If so, did you keep batch_size=1 for multiple GPUs? DataParallel tries to split the batch between all GPUs, so batch_size=1 could be problematic.
However, the error message seems to point to another issue. Could you verify my assumptions?
I do have all batch size equal to 1, same as that example.
Now it gives me this error:
TypeError: Broadcast function not implemented for CPU tensors
Even though I make sure all input into model are type cuda in GPU mode, it still gives me above error. It works in CPU mode, in 1 GPU mode, but not in 4 GPU mode.
It’s because the batch size cannot be split between all GPUs.

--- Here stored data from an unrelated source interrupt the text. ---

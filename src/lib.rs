//! # scholarfolio
//!
//! Data pipeline behind an academic portfolio page: Google Scholar metrics
//! and articles (via a search API) joined with the ORCID works list.
//!
//! ## Modules
//!
//! - [`normalize`] - Title normalization and year extraction
//! - [`fetcher`] - HTTP transport and retrying JSON fetcher
//! - [`scholar`] - Scholar profile metrics and paginated articles
//! - [`orcid`] - ORCID public works
//! - [`merge`] - Join ORCID works with Scholar citation counts
//! - [`aggregate`] - Per-year buckets and chart series
//! - [`view`] - Publication list filtering and paging
//! - [`snapshot`] - Cached/fallback snapshot on disk
//! - [`pipeline`] - Concurrent load of the whole page
//! - [`error`] - Custom error types
//!
//! ## Usage
//!
//! ```rust,no_run
//! use scholarfolio::config::Config;
//! use scholarfolio::fetcher::HttpTransport;
//! use scholarfolio::orcid::OrcidSource;
//! use scholarfolio::pipeline::PortfolioLoader;
//! use scholarfolio::scholar::ScholarSource;
//!
//! #[tokio::main]
//! async fn main() -> anyhow::Result<()> {
//!     let config = Config::default();
//!     let transport = HttpTransport::from_config(&config)?;
//!     let loader = PortfolioLoader::new(
//!         ScholarSource::new(transport.clone(), config.clone()),
//!         OrcidSource::new(transport, config),
//!     );
//!     let portfolio = loader.load().await;
//!     if let Ok(pubs) = &portfolio.publications {
//!         println!("Loaded {} publications", pubs.len());
//!     }
//!     Ok(())
//! }
//! ```

pub mod aggregate;
pub mod config;
pub mod error;
pub mod fetcher;
pub mod merge;
pub mod normalize;
pub mod orcid;
pub mod pipeline;
pub mod scholar;
pub mod snapshot;
pub mod view;

#[cfg(test)]
mod mock;

pub use error::{PortfolioError, Result};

For 4 GPUs you would need a batch size of at least 4.
Have a look at the DataParallel example.
I understand what you are saying and it makes sense
However, I got rid of my first error by updating pytorch, and now my error is (I’m still using 1 batch size):
TypeError: Broadcast function not implemented for CPU tensors
I understand this error is because in multi-GPUs mode, I have to make sure all input are cuda type? As in this example and this example. In both examples they don’t mention anything about batch size. So I’m wondering if the error is caused by some missing inputs that I havn’t converted into cuda type? See below code:
if not all(input.is_cuda for input in inputs):
raise TypeError(‘Broadcast function not implemented for CPU tensors’)
Ah ok, sorry for the misunderstanding.
Could you post a small code snippet reproducing this error?

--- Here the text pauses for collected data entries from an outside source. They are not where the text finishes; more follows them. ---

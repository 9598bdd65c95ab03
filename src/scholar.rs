//! Google Scholar author data through the search-proxy API.
//!
//! Two calls are made against the `google_scholar_author` engine: the profile
//! call (no offset) for the metrics table and citation graph, and a paginated
//! article listing walked page by page until an empty page comes back.

use crate::config::Config;
use crate::error::{PortfolioError, Result, SectionError};
use crate::fetcher::{RateLimitedFetcher, Transport};
use serde::{Deserialize, Serialize};
use serde_json::Value;
use tracing::{debug, info, warn};
use url::Url;

/// Search engine name for author pages
const AUTHOR_ENGINE: &str = "google_scholar_author";

/// Citation count attached to a Scholar article
#[derive(Debug, Clone, Copy, Default, PartialEq, Eq, Serialize, Deserialize)]
pub struct CitedBy {
    #[serde(default)]
    pub value: Option<u64>,
}

impl CitedBy {
    pub fn new(value: u64) -> Self {
        Self { value: Some(value) }
    }

    /// Citation count, 0 when unknown
    pub fn count(&self) -> u64 {
        self.value.unwrap_or(0)
    }
}

/// One article row from the author listing.
#[derive(Debug, Clone, Default, PartialEq, Eq, Serialize, Deserialize)]
pub struct RawScholarArticle {
    #[serde(default)]
    pub title: String,
    #[serde(default)]
    pub link: String,
    /// Free text, usually "Journal volume, Year"
    #[serde(default)]
    pub publication: String,
    #[serde(default)]
    pub cited_by: Option<CitedBy>,
}

/// A profile metric: lifetime value and value over the recent window.
#[derive(Debug, Clone, Default, PartialEq, Eq, Serialize, Deserialize)]
pub struct Metric {
    pub all: Option<u64>,
    pub since: Option<u64>,
    /// Start of the recent window, from the `since_<year>` key
    pub since_year: Option<i32>,
}

#[derive(Debug, Clone, Copy, PartialEq, Eq, Serialize, Deserialize)]
pub struct CitationGraphPoint {
    pub year: i32,
    #[serde(default)]
    pub citations: u64,
}

/// Author metrics shown in the profile summary.
#[derive(Debug, Clone, Default, PartialEq, Eq, Serialize, Deserialize)]
pub struct ScholarProfile {
    pub citations: Metric,
    pub h_index: Metric,
    pub i10_index: Metric,
    #[serde(default)]
    pub citation_graph: Vec<CitationGraphPoint>,
    #[serde(default)]
    pub author_link: Option<String>,
}

/// Result of walking every article page.
#[derive(Debug, Clone, Default)]
pub struct ArticleHarvest {
    pub articles: Vec<RawScholarArticle>,
    /// Set when pagination stopped on a failure after some pages succeeded
    pub interrupted: Option<SectionError>,
}

impl ArticleHarvest {
    pub fn is_complete(&self) -> bool {
        self.interrupted.is_none()
    }
}

/// Scholar profile and article source.
pub struct ScholarSource<T> {
    fetcher: RateLimitedFetcher<T>,
    config: Config,
}

impl<T: Transport> ScholarSource<T> {
    pub fn new(transport: T, config: Config) -> Self {
        Self {
            fetcher: RateLimitedFetcher::from_config(transport, &config),
            config,
        }
    }

    pub fn fetcher(&self) -> &RateLimitedFetcher<T> {
        &self.fetcher
    }

    /// Fetch the author's metrics table and citation graph.
    pub async fn fetch_profile(&self) -> Result<ScholarProfile> {
        let url = self.search_url(None)?;
        info!(author = %self.config.scholar_author_id, "Fetching Scholar profile");

        let value = self.fetcher.get_json(&url).await?;
        self.check_api_error(&value)?;
        let profile = parse_profile(&value)?;

        info!(
            citations = ?profile.citations.all,
            h_index = ?profile.h_index.all,
            graph_years = profile.citation_graph.len(),
            "Scholar profile loaded"
        );
        Ok(profile)
    }

    /// Walk the article listing until a page comes back empty.
    ///
    /// A failure after at least one page keeps what was collected and marks
    /// the harvest as interrupted. A failure before any article was collected
    /// is [`PortfolioError::ArticlesUnavailable`].
    pub async fn fetch_all_articles(&self) -> Result<ArticleHarvest> {
        let page_size = self.config.page_size.max(1);
        let mut articles = Vec::new();
        let mut offset = 0;

        loop {
            match self.fetch_page(offset).await {
                Ok(page) if page.is_empty() => {
                    info!(total = articles.len(), "Scholar articles loaded");
                    return Ok(ArticleHarvest {
                        articles,
                        interrupted: None,
                    });
                }
                Ok(page) => {
                    debug!(offset = offset, count = page.len(), "Scholar page");
                    articles.extend(page);
                    offset += page_size;
                }
                Err(e) => {
                    warn!(offset = offset, collected = articles.len(), error = %e, "Article pagination stopped");
                    if articles.is_empty() {
                        return Err(PortfolioError::ArticlesUnavailable {
                            offset,
                            source: Box::new(e),
                        });
                    }
                    return Ok(ArticleHarvest {
                        articles,
                        interrupted: Some(SectionError::from(&e)),
                    });
                }
            }
        }
    }

    async fn fetch_page(&self, offset: usize) -> Result<Vec<RawScholarArticle>> {
        let url = self.search_url(Some(offset))?;
        let value = self.fetcher.get_json(&url).await?;
        self.check_api_error(&value)?;

        match value.get("articles") {
            Some(articles) if !articles.is_null() => Ok(serde_json::from_value(articles.clone())?),
            _ => Ok(Vec::new()),
        }
    }

    /// Build the (possibly proxied) search URL; `offset` selects an article page
    fn search_url(&self, offset: Option<usize>) -> Result<String> {
        let api_key = self.config.require_api_key()?;

        let mut params: Vec<(&str, String)> = vec![
            ("engine", AUTHOR_ENGINE.to_string()),
            ("author_id", self.config.scholar_author_id.clone()),
            ("hl", self.config.language.clone()),
        ];
        if let Some(start) = offset {
            params.push(("start", start.to_string()));
            params.push(("num", self.config.page_size.max(1).to_string()));
        }
        params.push(("api_key", api_key.to_string()));

        let url = Url::parse_with_params(&self.config.search_api_url, &params)
            .map_err(|e| PortfolioError::Config(format!("Invalid search API URL: {}", e)))?;
        Ok(self.config.proxied(url.as_str()))
    }

    /// The API reports logical failures in an `error` field on a 200.
    fn check_api_error(&self, value: &Value) -> Result<()> {
        match value.get("error").and_then(Value::as_str) {
            Some(message) if message.contains(&self.config.quota_marker) => {
                Err(PortfolioError::QuotaExceeded(message.to_string()))
            }
            Some(message) => Err(PortfolioError::Api(message.to_string())),
            None => Ok(()),
        }
    }
}

/// Extract metrics and graph from a profile response
fn parse_profile(value: &Value) -> Result<ScholarProfile> {
    let cited_by = value.get("cited_by");
    let table = cited_by
        .and_then(|c| c.get("table"))
        .and_then(Value::as_array)
        .ok_or_else(|| PortfolioError::ProfileUnavailable("no cited_by.table in response".into()))?;

    let metric = |key: &str| -> Result<Metric> {
        table
            .iter()
            .find_map(|entry| entry.get(key))
            .map(parse_metric)
            .ok_or_else(|| PortfolioError::ProfileUnavailable(format!("metrics table has no {}", key)))
    };

    let citation_graph = match cited_by.and_then(|c| c.get("graph")) {
        Some(graph) if graph.is_array() => serde_json::from_value(graph.clone())?,
        _ => Vec::new(),
    };

    Ok(ScholarProfile {
        citations: metric("citations")?,
        h_index: metric("h_index")?,
        i10_index: metric("i10_index")?,
        citation_graph,
        author_link: value
            .get("author_url")
            .and_then(Value::as_str)
            .map(str::to_string),
    })
}

/// `{ "all": 120, "since_2020": 95 }` -> Metric
fn parse_metric(entry: &Value) -> Metric {
    let since = entry.as_object().and_then(|obj| {
        obj.iter()
            .find(|(key, _)| key.starts_with("since_"))
            .map(|(key, v)| (key.trim_start_matches("since_").parse().ok(), v.as_u64()))
    });

    Metric {
        all: entry.get("all").and_then(Value::as_u64),
        since: since.and_then(|(_, v)| v),
        since_year: since.and_then(|(year, _)| year),
    }
}

/// Citation graph of a profile, empty when the profile is unavailable
pub fn citation_graph_of(profile: Option<&ScholarProfile>) -> &[CitationGraphPoint] {
    profile
        .map(|p| p.citation_graph.as_slice())
        .unwrap_or_default()
}

#[cfg(test)]
mod tests {
    use super::*;
    use crate::error::ErrorKind;
    use crate::mock::{Scripted, ScriptedTransport};
    use serde_json::json;
    use std::sync::Arc;

    fn config() -> Config {
        Config {
            api_key: Some("secret".into()),
            search_api_url: "https://api.test/search.json".into(),
            ..Default::default()
        }
    }

    fn source(script: Vec<Scripted>) -> ScholarSource<Arc<ScriptedTransport>> {
        ScholarSource::new(Arc::new(ScriptedTransport::new(script)), config())
    }

    fn page(titles: &[&str]) -> Scripted {
        let articles: Vec<Value> = titles
            .iter()
            .map(|t| json!({"title": t, "link": "https://s/x", "publication": "J, 2020", "cited_by": {"value": 1}}))
            .collect();
        Scripted::json(json!({ "articles": articles }))
    }

    fn profile_body() -> Value {
        json!({
            "author_url": "https://scholar.google.com/citations?user=eJNKcHsAAAAJ",
            "cited_by": {
                "table": [
                    {"citations": {"all": 311, "since_2020": 280}},
                    {"h_index": {"all": 10, "since_2020": 9}},
                    {"i10_index": {"all": 11, "since_2020": 8}}
                ],
                "graph": [
                    {"year": 2020, "citations": 40},
                    {"year": 2021, "citations": 72}
                ]
            }
        })
    }

    #[tokio::test]
    async fn test_fetch_profile() {
        let source = source(vec![Scripted::json(profile_body())]);
        let profile = source.fetch_profile().await.expect("profile");

        assert_eq!(profile.citations.all, Some(311));
        assert_eq!(profile.citations.since, Some(280));
        assert_eq!(profile.citations.since_year, Some(2020));
        assert_eq!(profile.h_index.all, Some(10));
        assert_eq!(profile.i10_index.since, Some(8));
        assert_eq!(profile.citation_graph.len(), 2);
        assert!(profile.author_link.is_some());

        let calls = source.fetcher().transport().calls();
        assert!(calls[0].url.contains("engine=google_scholar_author"));
        assert!(calls[0].url.contains("api_key=secret"));
        assert!(!calls[0].url.contains("start="));
    }

    #[tokio::test]
    async fn test_profile_without_table_is_unavailable() {
        let source = source(vec![Scripted::json(json!({"cited_by": {"value": 3}}))]);
        let result = source.fetch_profile().await;
        assert!(matches!(result, Err(PortfolioError::ProfileUnavailable(_))));
    }

    #[tokio::test]
    async fn test_error_field_on_200() {
        let source = source(vec![Scripted::json(
            json!({"error": "Your account has run out of searches (monthly search limit)."}),
        )]);
        let result = source.fetch_profile().await;
        assert!(matches!(result, Err(PortfolioError::QuotaExceeded(_))));

        let source = super::ScholarSource::new(
            Arc::new(ScriptedTransport::new(vec![Scripted::json(json!({"error": "Invalid author"}))])),
            config(),
        );
        assert!(matches!(source.fetch_profile().await, Err(PortfolioError::Api(_))));
    }

    #[tokio::test]
    async fn test_pagination_stops_on_empty_page() {
        let source = source(vec![
            page(&["a", "b", "c"]),
            page(&["d", "e"]),
            page(&[]),
            page(&["never requested"]),
        ]);

        let harvest = source.fetch_all_articles().await.expect("articles");
        assert_eq!(harvest.articles.len(), 5);
        assert!(harvest.is_complete());

        let calls = source.fetcher().transport().calls();
        assert_eq!(calls.len(), 3);
        assert!(calls[0].url.contains("start=0"));
        assert!(calls[1].url.contains("start=20"));
        assert!(calls[2].url.contains("start=40"));
        assert!(calls[2].url.contains("num=20"));
    }

    #[tokio::test]
    async fn test_missing_articles_field_ends_pagination() {
        let source = source(vec![page(&["a"]), Scripted::json(json!({"search_metadata": {}}))]);
        let harvest = source.fetch_all_articles().await.expect("articles");
        assert_eq!(harvest.articles.len(), 1);
        assert!(harvest.is_complete());
    }

    #[tokio::test]
    async fn test_partial_pages_kept_on_failure() {
        let source = source(vec![page(&["a", "b"]), Scripted::status(500, "upstream down")]);

        let harvest = source.fetch_all_articles().await.expect("partial harvest");
        assert_eq!(harvest.articles.len(), 2);
        let interrupted = harvest.interrupted.expect("interruption recorded");
        assert_eq!(interrupted.kind, ErrorKind::Http);
    }

    #[tokio::test]
    async fn test_failure_before_any_article_propagates() {
        let source = source(vec![Scripted::status(500, "upstream down")]);

        match source.fetch_all_articles().await {
            Err(PortfolioError::ArticlesUnavailable { offset, source }) => {
                assert_eq!(offset, 0);
                assert!(matches!(*source, PortfolioError::Http { status: 500, .. }));
            }
            other => panic!("unexpected: {:?}", other),
        }
    }

    #[tokio::test]
    async fn test_genuinely_empty_listing_is_ok() {
        let source = source(vec![page(&[])]);
        let harvest = source.fetch_all_articles().await.expect("articles");
        assert!(harvest.articles.is_empty());
        assert!(harvest.is_complete());
    }

    #[tokio::test]
    async fn test_missing_api_key() {
        let source = ScholarSource::new(
            Arc::new(ScriptedTransport::new(vec![])),
            Config::default(),
        );
        assert!(matches!(source.fetch_profile().await, Err(PortfolioError::Config(_))));
        assert_eq!(source.fetcher().transport().call_count(), 0);
    }

    #[test]
    fn test_article_deserialize_null_citations() {
        let article: RawScholarArticle = serde_json::from_value(json!({
            "title": "T", "link": "L", "publication": "P", "cited_by": {"value": null}
        }))
        .expect("article");
        assert_eq!(article.cited_by.map(|c| c.count()), Some(0));

        let bare: RawScholarArticle =
            serde_json::from_value(json!({"title": "T"})).expect("article");
        assert!(bare.cited_by.is_none());
    }

    #[test]
    fn test_parse_metric_without_since() {
        let metric = parse_metric(&json!({"all": 4}));
        assert_eq!(metric.all, Some(4));
        assert_eq!(metric.since, None);
        assert_eq!(metric.since_year, None);
    }
}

It seems your input is still on the CPU as you mentioned.
When there is more than 1 GPU, I run this:
model = nn.DataParallel(model, device_ids=range(torch.cuda.device_count()))
I also change hidden layer line
from:
model.hidden = model.init_hidden()
to:
model.module.hidden = model.module.init_hidden()
Whenever there is a tensor, I change it to .cuda(). I think it has no issue since it runs when there is 1 GPU. However, when I use 4 GPUs in the cluster environment, it says the forward function has this error:
torch/nn/parallel/_functions.py", line 11, in forward
raise TypeError(‘Broadcast function not implemented for CPU tensors’)
TypeError: Broadcast function not implemented for CPU tensors
I also meet this problem.I think before you use nn.DataParallel(model,device_ids = [0,1,2,3]),you should initial model by using “model.cuda()”.so the complete sentence is
model.cuda() model = nn.DataParallel(model,device_ids = [0,1,2,3])